Essere felici per Carola è un diritto di tutti – Andrea Malpassi

Tu non lo sai, Ministro Salvini, cosa significa essere felici per la libertà di Carola: questa esile ragazza fortissima che, lo dice il gip di Agrigento, “ha adempiuto al suo dovere, salvando vite umane.La tua reazione scomposta e minacciosa verso la Magistratura ci dice che hai accusato il colpo, che sei terrorizzato perché la tua spirale di veleni e odio prima o poi inizierà a precipitare. E che questa felicità non potrai conoscerla, mai.

Eppure è un diritto di tutti. Per tutti.

Lo dico pensando a chi ha davvero paura dei migranti, a chi continua a contrapporre i terremotati ai naufraghi, anche a chi era su quel molo –ubriaco per sua stessa ammissione- ad insultare Carola con le peggiori parole possibili: per favore, non restate fuori da questa felicità. E’ anche vostra, ne avete pieno diritto.

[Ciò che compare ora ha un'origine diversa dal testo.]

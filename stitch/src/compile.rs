//! Compiling roots: the functions a pipeline calls into.

use crate::{
  context::{ArgKey, ItemKey, MemoKey, ResolutionCtx},
  error::{Diagnostic, Error, Result},
  fun::HelperFn,
  resource::ResourceBinding,
  snippet::Snippet,
  specialization::{self, ParamBinding},
  types::DataType,
};
use std::{fmt, rc::Rc};
use tracing::{trace, trace_span};

/// Options of a compile.
#[derive(Clone, Debug)]
pub struct CompileOptions {
  /// Record a diagnostic whenever operands are cast implicitly.
  pub implicit_conversion_warnings: bool,

  /// Spaces per indentation level.
  pub indent_width: usize,

  /// Group of the resources the compile assigns bindings to.
  pub bind_group: u32,
}

impl Default for CompileOptions {
  fn default() -> Self {
    CompileOptions {
      implicit_conversion_warnings: true,
      indent_width: 2,
      bind_group: 0,
    }
  }
}

/// Pipeline IO of a parameter or of the return value of an entry point.
#[derive(Clone, Debug, Eq, Hash, PartialEq)]
pub enum IoAttribute {
  Builtin(String),
  Location(u32),
}

impl fmt::Display for IoAttribute {
  fn fmt(&self, f: &mut fmt::Formatter) -> fmt::Result {
    match self {
      IoAttribute::Builtin(name) => write!(f, "@builtin({})", name),
      IoAttribute::Location(location) => write!(f, "@location({})", location),
    }
  }
}

#[derive(Clone, Debug, Eq, Hash, PartialEq)]
pub enum EntryPoint {
  Compute { workgroup_size: [u32; 3] },
  Vertex,
  Fragment,
}

impl fmt::Display for EntryPoint {
  fn fmt(&self, f: &mut fmt::Formatter) -> fmt::Result {
    match self {
      EntryPoint::Compute {
        workgroup_size: [x, y, z],
      } => write!(f, "@compute @workgroup_size({}, {}, {})", x, y, z),
      EntryPoint::Vertex => f.write_str("@vertex"),
      EntryPoint::Fragment => f.write_str("@fragment"),
    }
  }
}

/// An argument of a root.
#[derive(Clone, Debug)]
pub enum Argument {
  /// A parameter of the emitted function.
  Runtime { ty: DataType, io: Option<IoAttribute> },

  /// A value bound while compiling; the parameter disappears from the output.
  Value(Snippet),
}

impl Argument {
  pub fn runtime(ty: DataType) -> Self {
    Argument::Runtime { ty, io: None }
  }

  pub fn builtin(name: impl Into<String>, ty: DataType) -> Self {
    Argument::Runtime {
      ty,
      io: Some(IoAttribute::Builtin(name.into())),
    }
  }

  pub fn location(location: u32, ty: DataType) -> Self {
    Argument::Runtime {
      ty,
      io: Some(IoAttribute::Location(location)),
    }
  }

  pub fn value(value: Snippet) -> Self {
    Argument::Value(value)
  }

  fn key(&self) -> ArgKey {
    match self {
      Argument::Runtime { ty, io } => ArgKey::Runtime(ty.clone(), io.as_ref().map(IoAttribute::to_string)),
      Argument::Value(value) => ArgKey::Value(value.key()),
    }
  }

  fn binding(&self) -> ParamBinding {
    match self {
      Argument::Runtime { ty, io } => ParamBinding::Runtime {
        ty: ty.clone(),
        io: io.clone(),
      },
      Argument::Value(value) => ParamBinding::Value(value.clone()),
    }
  }
}

/// A function compiled with fixed arguments, optionally as a pipeline entry point.
#[derive(Clone, Debug)]
pub struct Root {
  pub function: Rc<HelperFn>,
  pub args: Vec<Argument>,
  pub entry: Option<EntryPoint>,
  pub output: Option<IoAttribute>,
}

impl Root {
  pub fn new(function: &Rc<HelperFn>, args: impl IntoIterator<Item = Argument>) -> Self {
    Root {
      function: function.clone(),
      args: args.into_iter().collect(),
      entry: None,
      output: None,
    }
  }

  pub fn entry(mut self, entry: EntryPoint) -> Self {
    self.entry = Some(entry);
    self
  }

  /// Attribute of the return value.
  pub fn output(mut self, output: IoAttribute) -> Self {
    self.output = Some(output);
    self
  }

  fn attributes(&self) -> String {
    let entry = self.entry.as_ref().map(EntryPoint::to_string).unwrap_or_default();
    let output = self.output.as_ref().map(IoAttribute::to_string).unwrap_or_default();
    format!("{}|{}", entry, output)
  }
}

/// A root once declared.
#[derive(Clone, Debug)]
pub struct ResolvedRoot {
  pub name: String,
  pub return_type: DataType,
  /// Resources used by the root, directly or through the functions it calls.
  pub resources: Vec<ResourceBinding>,
  /// Names of the helper specializations the root calls, directly or not.
  pub functions: Vec<String>,
}

impl ResolutionCtx {
  /// Declare a root, or find the declaration made by an earlier identical request.
  pub fn resolve_root(&mut self, root: &Root) -> Result<ResolvedRoot> {
    let function = &root.function;
    let id = self.function_id(function);
    let bindings = self.with_bindings(function.bindings(), |ctx| Ok(ctx.binding_key()))?;

    let key = MemoKey {
      item: ItemKey::Root {
        function: id,
        args: root.args.iter().map(Argument::key).collect(),
        attributes: root.attributes(),
      },
      bindings,
    };

    let name = self.memoized(key, |ctx| {
      if ctx.in_progress.contains(&id) {
        return Err(Error::InvalidConstruct(format!(
          "`{}` is being compiled already",
          function.definition().name
        )));
      }

      let params = root.args.iter().map(Argument::binding).collect();

      ctx.in_progress.push(id);
      let specialized = specialization::specialize(ctx, function, params, root.entry.as_ref(), root.output.as_ref());
      ctx.in_progress.pop();

      Ok(specialized?.name.clone())
    })?;

    let handle = self
      .specialized
      .get(&name)
      .cloned()
      .ok_or_else(|| Error::InvalidConstruct(format!("`{}` was never declared", name)))?;

    let resources = handle
      .resources
      .iter()
      .filter_map(|id| self.resource_bindings.get(id).cloned())
      .collect();

    Ok(ResolvedRoot {
      name,
      return_type: handle.return_type.clone(),
      resources,
      functions: handle.functions.clone(),
    })
  }
}

/// A single root compiled into a module.
#[derive(Clone, Debug)]
pub struct CompiledShader {
  pub code: String,
  pub name: String,
  pub return_type: DataType,
  pub resources: Vec<ResourceBinding>,
  pub functions: Vec<String>,
  pub diagnostics: Vec<Diagnostic>,
}

/// Several roots compiled into one module, sharing their declarations.
#[derive(Clone, Debug)]
pub struct CompiledProgram {
  pub code: String,
  pub roots: Vec<ResolvedRoot>,
  /// Every resource declared in the module.
  pub resources: Vec<ResourceBinding>,
  pub diagnostics: Vec<Diagnostic>,
}

pub fn compile_function(root: &Root, options: CompileOptions) -> Result<CompiledShader> {
  let span = trace_span!("compile_function", root = %root.function.definition().name);
  let _enter = span.enter();
  trace!(args = root.args.len(), "compiling");

  let mut ctx = ResolutionCtx::new(options);
  let resolved = ctx.resolve_root(root)?;
  let (code, diagnostics) = ctx.into_parts();

  Ok(CompiledShader {
    code,
    name: resolved.name,
    return_type: resolved.return_type,
    resources: resolved.resources,
    functions: resolved.functions,
    diagnostics,
  })
}

pub fn compile_program(roots: &[Root], options: CompileOptions) -> Result<CompiledProgram> {
  trace!(roots = roots.len(), "compiling program");

  let mut ctx = ResolutionCtx::new(options);
  let mut resolved = Vec::with_capacity(roots.len());

  for root in roots {
    let span = trace_span!("root", name = %root.function.definition().name);
    let _enter = span.enter();

    resolved.push(ctx.resolve_root(root)?);
  }

  let resources = ctx.resource_bindings.values().cloned().collect();
  let (code, diagnostics) = ctx.into_parts();

  Ok(CompiledProgram {
    code,
    roots: resolved,
    resources,
    diagnostics,
  })
}

#[cfg(test)]
mod test {
  use super::*;

  #[test]
  fn attributes() {
    assert_eq!(IoAttribute::Builtin("position".to_owned()).to_string(), "@builtin(position)");
    assert_eq!(IoAttribute::Location(1).to_string(), "@location(1)");

    assert_eq!(
      EntryPoint::Compute {
        workgroup_size: [64, 1, 1]
      }
      .to_string(),
      "@compute @workgroup_size(64, 1, 1)"
    );
    assert_eq!(EntryPoint::Fragment.to_string(), "@fragment");
  }

  #[test]
  fn default_options() {
    let options = CompileOptions::default();

    assert!(options.implicit_conversion_warnings);
    assert_eq!(options.indent_width, 2);
    assert_eq!(options.bind_group, 0);
  }
}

Perdiamo il lavoro, amici e parenti se ne vanno all’estero per trovarlo e le nostre strade di periferia sono sempre più abbandonate; siamo insicuri e spaventati –ammettiamolo, e che diamine- perché il futuro ci sembra peggiore del passato e ci sentiamo presi in giro da un sistema che ogni volta ci ha promesso le stelle per farci poi ritrovare ancora più nel fango. E nonostante questo, nonostante tutta la fatica e la rabbia e la frustrazione, tutti noi -fin da bambini e ancora oggi- abbiamo sempre tifato per i “buoni”.

I buoni, già, quelli che scelgono ciò che è giusto, anche se non gli conviene. Quelli che –al momento opportuno- fanno il bene degli altri, anche se gli procura un danno personale. Noi, tutti noi, abbiamo sempre tifato per i buoni perché –nei punti cruciali che la vita ci mette davanti- lo sentiamo intimamente quale è la cosa giusta da fare.

I nostri cuori hanno palpitato all’unisono per E.T., quel ragazzino alieno, il più extracomunitario di tutti gli stranieri, che in fondo aveva solo bisogno di telefonare a casa, alla mamma; noi tutti speriamo ogni volta che la moto di Steve McQueen riesca a volare fino in cielo, scavalcando il muro di filo spinato messo dai nazisti che lo vogliono riportare nel campo di concentramento; e noi tutti, proprio tutti tutti noi, piangiamo insieme al figlio che stringe la mano al padre, umiliato dalla legge e da un manipolo di benpensanti, perché ha rubato una bicicletta: una bicicletta, per lavorare, per mangiare, per crescere suo figlio.

Vale davvero la pena oggi condividere un altro insulto o un’altra provocazione, magari -come spesso facciamo quasi tutti- per partito preso? Guardiamola semplicemente per quello che è: una ragazza si è giocata tutto, rischiando fino a quindici anni di galera, per salvare la vita a quarantadue poveri cristi. E la Giustizia –quella dei codici e delle toghe- l’ha liberata perché “ha fatto il suo dovere”. Alla fine, questa volta hanno vinto i buoni.

E certo che la vita non è film, chi l’ha mai detto? Solo se fossimo al cinema, ci commuoveremmo ed esulteremmo tutti insieme. Questa vita reale, qua fuori dalla sala, è ben più dura e complicata: ma oggi ci ha mostrato una sua faccia un po’ più bella. Essere felici per questo è un diritto di noi tutti, comunque la pensiamo poi su tutto il resto.